Kooperatifçiliğe destek
- Üretici kooperatif ve birlikleri teknolojik ve maddi açıdan desteklenecektir. Kooperatifçiliğin özünü oluşturan Anadolu imece kültürünü korumak ve yaygınlaştırmak üzere Türkiye İmece Enstitüsü kurulacaktır. Tüm il ve ilçelerde yapılanacak enstitü, kooperatiflere kuruluş, yapılanma, yönetim, üretim, satış, pazarlama, denetim gibi konularda rehberlik edecektir.
- Kooperatifçilik konusunda eğitim çalışmaları, kooperatiflerin birleşerek güçlenmeleri ve banka kurmaları teşvik edilecektir. Kamu kurumlarının kooperatiflerden alım yapmasını kolaylaştıran mekanizmalar korunacak ve güçlendirecektir.
- Kooperatiflerin ilçelerde üretici pazarları kurması teşvik edilecektir. Kooperatif ortağı olan üreticilere tarımsal girdiler için vergi muafiyetleri tanınacaktır.
- Sigortasız tarım işçiliğine son verilecektir. Benzer amaçlı çalışan tüm örgütlerin birleşimi sağlanarak tarım işçiliğine güvence sağlanacaktır.
Tarımsal destek milli hasılanın en az yüzde 2’si olacak
- Türkiye Gayrisafi Milli Hasıla’dan tarımsal desteklere ayrılan pay en az yüzde 2’ye çıkarılarak üretim yılı içinde harcanacaktır.
- Tüm tarım alanları koruma altına alınacaktır. Bu kapsamda, tarım arazilerinin veya gıda üretimi yapılan tüm alanların etrafında HES vb. yapılara kati suretle izin verilmeyecektir. Tarım arazileri ve hayvancılık alanlarının civarında üretim döngüsüne zarar verecek alternatif enerji üretimine (rüzgar, jeotermal vb.) izin verilemez.
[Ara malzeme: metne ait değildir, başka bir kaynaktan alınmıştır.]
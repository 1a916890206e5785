use log4rs::append::console::ConsoleAppender;
use log4rs::config::runtime::ConfigBuilder;
use log4rs::config::{Appender, Logger, Root};
use log4rs::encode::pattern::PatternEncoder;
use log4rs::Config;

use crate::log::{LogConfiguration, ModuleLogConfiguration};

// Use an ISO 8601 timestamp format and color coded level tag
const DEFAULT_LOG_PATTERN: &str = "{d(%Y-%m-%dT%H:%M:%SZ)} {h({l})} {t} - {m}{n}";

impl From<&ModuleLogConfiguration> for Logger {
    fn from(module_config: &ModuleLogConfiguration) -> Self {
        Logger::builder().build(module_config.module.clone(), module_config.level)
    }
}

impl LogConfiguration {
    /// Sets the global logger to conform to this [`LogConfiguration`].
    pub(in crate::log) fn set_config(&mut self) {
        let encoder = Box::new(PatternEncoder::new(DEFAULT_LOG_PATTERN));
        let stdout: ConsoleAppender = ConsoleAppender::builder().encoder(encoder).build();
        let mut config: ConfigBuilder =
            Config::builder().appender(Appender::builder().build("stdout", Box::new(stdout)));

        // Add module specific configuration
        for module_config in self.module_configurations.values() {
            config = config.logger(module_config.into());
        }

        // The `Root` determines the global log level
        let root = Root::builder()
            .appender("stdout")
            .build(self.global_log_level);
        let new_config = match config.build(root) {
            Err(e) => {
                panic!("failed to build config: {e}");
            }
            Ok(config) => config,
        };

        match self.root_handle {
            Some(ref mut handle) => {
                // The global logger has already been initialized
                handle.set_config(new_config);
            }

            None => match log4rs::init_config(new_config) {
                Ok(handle) => self.root_handle = Some(handle),
                // Another logger owns the process; fall back to filtering through `log`.
                Err(e) => {
                    eprintln!("failed to install logger: {e}");
                    log::set_max_level(self.global_log_level);
                }
            },
        }
    }
}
- Türkiye’de dökme ürün dönemi kapatılarak, katma değerli ürün dönemi başlatılacaktır. Tarım ürünlerinin katma değerini yükselten depolama, paketleme, pazarlama ve iletişim faaliyetleri için üretici ve örgütlerine her türlü teknik ve mali destek verilecektir.
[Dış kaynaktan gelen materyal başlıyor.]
//! The `log` module configures the crate's logging facilities. Logging describes what the
//! simulation is doing internally; it is not to be confused with _reporting_, which records the
//! per-day counts of a run (see [`crate::report`]).
//!
//! The crate emits messages through the five `log` macros, re-exported here: `error!`, `warn!`,
//! `info!`, `debug!` and `trace!`, where `error!` represents the highest-priority log messages and
//! `trace!` the lowest.
//!
//! Logging is _disabled_ by default. It is enabled from the command line with
//! `--log-level <spec>` or `-v`, or programmatically:
//!
//!  - `enable_logging()`: turns on all log messages
//!  - `disable_logging()`: turns off all log messages
//!  - `set_log_level(level: LevelFilter)`: enables only log messages with priority at least `level`
//!
//! Per-module filtering is configured with `set_module_filter()` / `set_module_filters()` and
//! `remove_module_filter()`:
//!
//! ```rust
//! use epigraph::log::{set_module_filter, set_log_level, LevelFilter};
//!
//! pub fn setup_logging() {
//!     // Enable `info` log messages globally.
//!     set_log_level(LevelFilter::Info);
//!     // Enable all log messages for the tracker.
//!     set_module_filter("epigraph::tracker", LevelFilter::Trace);
//! }
//! ```
#[cfg(feature = "logging")]
mod standard_logger;

#[cfg(not(feature = "logging"))]
mod null_logger;

pub use log::{debug, error, info, trace, warn, LevelFilter};
use std::collections::hash_map::Entry;
use std::str::FromStr;

use crate::error::EpiError;
use crate::HashMap;
#[cfg(feature = "logging")]
use log4rs::Handle;
use std::sync::LazyLock;
use std::sync::{Mutex, MutexGuard};

// Logging disabled
const DEFAULT_LOG_LEVEL: LevelFilter = LevelFilter::Off;
// Default module specific filters
const DEFAULT_MODULE_FILTERS: [(&str, LevelFilter); 1] = [
    // One trace line per frontier node per day is too much unless asked for explicitly.
    ("epigraph::spread", LevelFilter::Debug),
];

/// A global instance of the logging configuration.
static LOG_CONFIGURATION: LazyLock<Mutex<LogConfiguration>> = LazyLock::new(Mutex::default);

/// Different log level filters can be applied to the log messages emitted from different modules
/// according to the module path (e.g. `"epigraph::tracker"`). These are stored in the global
/// `LogConfiguration`.
#[derive(Debug, PartialEq)]
struct ModuleLogConfiguration {
    /// The module path this configuration applies to
    module: String,
    /// The maximum log level for this module path
    level: LevelFilter,
}

impl From<(&str, LevelFilter)> for ModuleLogConfiguration {
    fn from((module, level): (&str, LevelFilter)) -> Self {
        Self {
            module: module.to_string(),
            level,
        }
    }
}

/// Holds logging configuration. It's primary responsibility is to keep track of the filter levels
/// of modules and hold a handle to the global logger.
///
/// Because loggers are globally installed, only one instance of this struct should exist. The
/// public API are free functions which fetch the singleton and call the appropriate member
/// function.
#[derive(Debug)]
pub(in crate::log) struct LogConfiguration {
    /// The "default" level filter for modules ("targets") without an explicitly set filter. A
    /// global filter level of `LevelFilter::Off` disables logging.
    pub(in crate::log) global_log_level: LevelFilter,
    pub(in crate::log) module_configurations: HashMap<String, ModuleLogConfiguration>,

    #[cfg(feature = "logging")]
    /// Handle to the `log4rs` logger.
    root_handle: Option<Handle>,
}

impl Default for LogConfiguration {
    fn default() -> Self {
        let module_configurations = DEFAULT_MODULE_FILTERS
            .map(|(module, level)| (module.to_string(), (module, level).into()));
        let module_configurations = module_configurations.into_iter().collect();
        Self {
            global_log_level: DEFAULT_LOG_LEVEL,
            module_configurations,

            #[cfg(feature = "logging")]
            root_handle: None,
        }
    }
}

impl LogConfiguration {
    pub(in crate::log) fn set_log_level(&mut self, level: LevelFilter) {
        self.global_log_level = level;
        self.set_config();
    }

    /// Returns true if the configuration was mutated, false otherwise.
    fn insert_module_filter(&mut self, module: &str, level: LevelFilter) -> bool {
        match self.module_configurations.entry(module.to_string()) {
            Entry::Occupied(mut entry) => {
                let module_config = entry.get_mut();
                if module_config.level == level {
                    // Don't bother building a setting a new config
                    return false;
                }
                module_config.level = level;
            }

            Entry::Vacant(entry) => {
                entry.insert((module, level).into());
            }
        }
        true
    }

    pub(in crate::log) fn set_module_filter(&mut self, module: &str, level: LevelFilter) {
        if self.insert_module_filter(module, level) {
            self.set_config();
        }
    }

    pub(in crate::log) fn set_module_filters<S: AsRef<str>>(
        &mut self,
        module_filters: &[(S, LevelFilter)],
    ) {
        let mut mutated: bool = false;
        for (module, level) in module_filters {
            mutated |= self.insert_module_filter(module.as_ref(), *level);
        }
        if mutated {
            self.set_config();
        }
    }

    pub(in crate::log) fn remove_module_filter(&mut self, module: &str) {
        if self.module_configurations.remove(module).is_some() {
            self.set_config();
        }
    }
}

// The public API

/// Enables the logger with no global level filter / full logging. Equivalent to
/// `set_log_level(LevelFilter::Trace)`.
pub fn enable_logging() {
    set_log_level(LevelFilter::Trace);
}

/// Disables logging completely. Equivalent to `set_log_level(LevelFilter::Off)`.
pub fn disable_logging() {
    set_log_level(LevelFilter::Off);
}

/// Sets the global log level. A global filter level of `LevelFilter::Off` disables logging.
pub fn set_log_level(level: LevelFilter) {
    let mut log_configuration = get_log_configuration();
    log_configuration.set_log_level(level);
}

/// Sets a level filter for the given module path.
pub fn set_module_filter(module_path: &str, level_filter: LevelFilter) {
    let mut log_configuration = get_log_configuration();
    log_configuration.set_module_filter(module_path, level_filter);
}

/// Removes a module-specific level filter for the given module path. The global level filter will
/// apply to the module.
pub fn remove_module_filter(module_path: &str) {
    let mut log_configuration = get_log_configuration();
    log_configuration.remove_module_filter(module_path);
}

/// Sets the level filters for a set of modules. Use this instead of `set_module_filter()` to set
/// filters in bulk.
pub fn set_module_filters<S: AsRef<str>>(module_filters: &[(S, LevelFilter)]) {
    let mut log_configuration = get_log_configuration();
    log_configuration.set_module_filters(module_filters);
}

/// A parsed `--log-level` argument.
#[derive(Debug, Default, PartialEq)]
pub struct LogSpec {
    pub global: Option<LevelFilter>,
    pub modules: Vec<(String, LevelFilter)>,
}

impl FromStr for LogSpec {
    type Err = EpiError;

    /// Parses a comma separated list of `level` or `module=level` items, e.g.
    /// `info,epigraph::tracker=trace`.
    fn from_str(spec: &str) -> Result<Self, Self::Err> {
        let mut parsed = LogSpec::default();
        for item in spec.split(',').map(str::trim).filter(|item| !item.is_empty()) {
            let parse_level = |level: &str| {
                LevelFilter::from_str(level.trim())
                    .map_err(|_| EpiError::ConfigError(format!("invalid log level `{level}`")))
            };
            match item.split_once('=') {
                Some((module, level)) => {
                    parsed
                        .modules
                        .push((module.trim().to_string(), parse_level(level)?));
                }
                None => parsed.global = Some(parse_level(item)?),
            }
        }
        Ok(parsed)
    }
}

/// Installs a parsed log spec. Naming only modules turns the global level off so that only those
/// modules log.
pub fn apply_log_spec(spec: &LogSpec) {
    set_log_level(spec.global.unwrap_or(LevelFilter::Off));
    for (module, level) in &spec.modules {
        println!("Logging enabled for {module} at level {level}");
    }
    set_module_filters(&spec.modules);
}

/// Fetches a mutable reference to the global `LogConfiguration`.
fn get_log_configuration() -> MutexGuard<'static, LogConfiguration> {
    LOG_CONFIGURATION.lock().expect("Mutex poisoned")
}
- Tarım ürünlerinin nitelikli bir şekilde işlenmesini teşvik etmek üzere bölgesel “Tarım Sanayi Bölgeleri” kurulacaktır.
- Tarımsal ürünlerin katma değerini büyüten yatırımlar, gıda sanayi fabrika ve kuruluşları başta olmak üzere teşvik edilecektir.
- Gıda Piyasaları Denetleme ve Düzenleme Kurulu (GPDDK) kurulacaktır. Kurul, (i) gıdanın üretiminden tüketiciye ulaşana kadar geçen her evrenin takip edilmesi, (ii) gıda üretim izni, taşıma izni ve perakende satış izni olan tüm kurumların disiplin altına alınması, (iii) manipülasyon ve haksız rekabeti önlemek için çalışacaktır.
Özetle, Şubat 2023’te yapılacak İkinci Yüzyılın İktisat Kongresi’ne sunulacak kararlar bunlar. Elbette eleştirilecek, tartışılacak. En önemlisi de bu kararları kim uygulayacak? Böyle bir irade olacak mı?